When the first students walk into the new £13million science block at Queen Mary’s College next year, they will be working in a building designed to minimise its impact on the environment.

The Gazette was invited to tour the impressive new building taking shape at the college’s Cliddesden Road campus with principal Stephen Sheedy and Ron Wakeford, project manager for construction firm Rok.

Mr Sheedy said: “The primary purpose is to improve accommodation that is worn out. The existing science block is 35 or 36 years old now.

“That will be knocked down when this comes online. It’s a massive improvement to a good third of our estate. The aim is to bring everything up to prime condition – state-of-the-art stuff.”

Mr Wakeford said the new building would have 12 solar panels on the roof, generating some of the energy needed for the building, and special sunlight shields called brise-soleil are being installed to keep temperatures down, reducing the need for air conditioning.

The 21st century block also has vents and small solar-powered fans designed to allow a natural circulation of air. Rainwater landing on the block will be captured and stored underground before being recycled to flush the toilets.

Energy use in the building – and on the various floors within it – can be measured via the college’s impressive computer network, and teachers will be able to use their laptops to control their classroom’s temperature.

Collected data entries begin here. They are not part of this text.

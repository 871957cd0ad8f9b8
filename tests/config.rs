use trapeze::error::RenderError;
use trapeze::rasterizer::{ClipMode, CullMode};
use trapeze::world::{config_to_string, load_config, load_config_from_str, save_config, RenderConfig, Scene};

#[test]
fn config_round_trips_through_ron() {
    let mut config = RenderConfig::default();
    config.width = 320;
    config.height = 200;
    config.raster.cull = CullMode::Ccw;
    config.raster.clip = ClipMode::Reject;
    config.camera.fov_deg = 75.0;
    config.spin_speed = 0.0;

    let text = config_to_string(&config).unwrap();
    let parsed = load_config_from_str(&text).unwrap();
    assert_eq!(parsed, config);
}

#[test]
fn config_file_save_and_load() {
    let path = std::env::temp_dir().join(format!("trapeze-config-{}.ron", std::process::id()));
    let config = RenderConfig {
        swapchain_buffers: 3,
        ..RenderConfig::default()
    };
    save_config(&config, &path).unwrap();
    let loaded = load_config(&path).unwrap();
    let _ = std::fs::remove_file(&path);
    assert_eq!(loaded, config);
}

#[test]
fn missing_config_file_reports_path() {
    let err = load_config("no/such/config.ron").unwrap_err();
    assert!(matches!(err, RenderError::Io { .. }));
    assert!(err.to_string().contains("no/such/config.ron"));
}

#[test]
fn scene_from_config_uses_cube_by_default() {
    let config = load_config_from_str("(width: 32, height: 24, spin_speed: 2.0)").unwrap();
    let scene = Scene::from_config(&config, None).unwrap();
    assert_eq!(scene.mesh.triangle_count(), 12);
    assert_eq!(scene.spin_speed, 2.0);
    assert!((scene.camera.aspect - 32.0 / 24.0).abs() < 1e-6);
}

#[test]
fn scene_from_config_fails_on_missing_mesh() {
    let config = RenderConfig::default();
    let result = Scene::from_config(&config, Some(std::path::Path::new("missing.obj")));
    assert!(matches!(result, Err(RenderError::Io { .. })));
}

The block’s western side is a curved wall of glass, shielded by the brise-soleil, while the straight eastern side is a mix of cedar cladding, a red wall render and traditional block and brick.

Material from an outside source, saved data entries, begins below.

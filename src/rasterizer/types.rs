//! Core types for the rasterizer

use serde::{Deserialize, Serialize};

use super::math::Vec4;

/// RGBA color (0-255 per channel)
#[derive(Debug, Clone, Copy, Default, PartialEq, Eq, Serialize, Deserialize)]
pub struct Color {
    pub r: u8,
    pub g: u8,
    pub b: u8,
    pub a: u8,
}

impl Color {
    pub const TRANSPARENT: Color = Color { r: 0, g: 0, b: 0, a: 0 };
    pub const BLACK: Color = Color { r: 0, g: 0, b: 0, a: 255 };
    pub const WHITE: Color = Color { r: 255, g: 255, b: 255, a: 255 };
    pub const RED: Color = Color { r: 255, g: 0, b: 0, a: 255 };
    pub const GREEN: Color = Color { r: 0, g: 255, b: 0, a: 255 };
    pub const BLUE: Color = Color { r: 0, g: 0, b: 255, a: 255 };

    pub fn new(r: u8, g: u8, b: u8) -> Self {
        Self { r, g, b, a: 255 }
    }

    pub fn with_alpha(r: u8, g: u8, b: u8, a: u8) -> Self {
        Self { r, g, b, a }
    }

    /// 0xRRGGBB, fully opaque
    pub fn from_hex(hex: u32) -> Self {
        Self::new((hex >> 16) as u8, (hex >> 8) as u8, hex as u8)
    }

    /// Convert a shader output (0.0-1.0 per channel) to 8-bit.
    /// NaN channels become 0.
    pub fn from_vec4(v: Vec4) -> Self {
        fn channel(c: f32) -> u8 {
            // `as u8` saturates and maps NaN to 0
            (c.clamp(0.0, 1.0) * 255.0).round() as u8
        }
        Self {
            r: channel(v.x),
            g: channel(v.y),
            b: channel(v.z),
            a: channel(v.w),
        }
    }

    pub fn to_vec4(self) -> Vec4 {
        Vec4::new(
            self.r as f32 / 255.0,
            self.g as f32 / 255.0,
            self.b as f32 / 255.0,
            self.a as f32 / 255.0,
        )
    }

    /// Packed 0xRRGGBBAA
    pub fn to_u32(self) -> u32 {
        ((self.r as u32) << 24) | ((self.g as u32) << 16) | ((self.b as u32) << 8) | (self.a as u32)
    }

    /// Convert to [u8; 4] for framebuffer
    pub fn to_bytes(self) -> [u8; 4] {
        [self.r, self.g, self.b, self.a]
    }

    pub fn from_bytes(bytes: [u8; 4]) -> Self {
        Self::with_alpha(bytes[0], bytes[1], bytes[2], bytes[3])
    }
}

/// Which triangles get culled, by winding as seen in NDC (y up)
#[derive(Debug, Clone, Copy, Default, PartialEq, Eq, Serialize, Deserialize)]
pub enum CullMode {
    /// Keep both windings
    None,
    /// Cull clockwise triangles
    #[default]
    Cw,
    /// Cull counter-clockwise triangles
    Ccw,
}

/// How primitives crossing the clip volume are handled
#[derive(Debug, Clone, Copy, Default, PartialEq, Eq, Serialize, Deserialize)]
pub enum ClipMode {
    /// Drop the whole triangle if any vertex leaves the homogeneous cube
    Reject,
    /// Clip against the w, near and far planes; side planes are left to
    /// the raster bounds
    #[default]
    NearFar,
}

/// Rasterizer settings
#[derive(Debug, Clone, PartialEq, Serialize, Deserialize)]
#[serde(default)]
pub struct RasterSettings {
    /// Face culling
    pub cull: CullMode,
    /// Homogeneous clipping strategy
    pub clip: ClipMode,
    /// Rasterize image rows on a worker pool (None = single-threaded)
    pub threads: Option<usize>,
}

impl Default for RasterSettings {
    fn default() -> Self {
        Self {
            cull: CullMode::Cw,
            clip: ClipMode::NearFar,
            threads: None,
        }
    }
}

A centrepiece of the building is an impressive glass-topped atrium with the classrooms coming off it – science rooms on one side, flexible teaching spaces on the other, plus rooms specially designed for about 70 college students with learning difficulties and disabilities.

The scheme has been progressing well and is expected to be delivered “on target and on budget”, said the project manager.

Mr Wakeford, who has been in the construction business for 45 years, praised Mr Sheedy’s enthusiasm for the scheme, and added: “This is the best project of my career.”

The building should be handed over to the college on December 8 and will be officially opened by scientist Professor Jim Al-Khalili, from Surrey University, before Easter. Students are expected to move in during the spring 2010 term.

The building was supposed to be phase one of a larger four-part £32million project to rebuild the college, which will take in about 2,350 students next year.

But the remaining phases have been thrown into doubt because the Learning and Skills Council, the Govern-ment body providing much of the funding, has run out of money.

However, Mr Sheedy is still upbeat. “We will find a way of doing something,” he said.

“The Government has spent £2.3billion on improving the education estate. I’m pleased that Queen Mary’s has got something significant out of it.”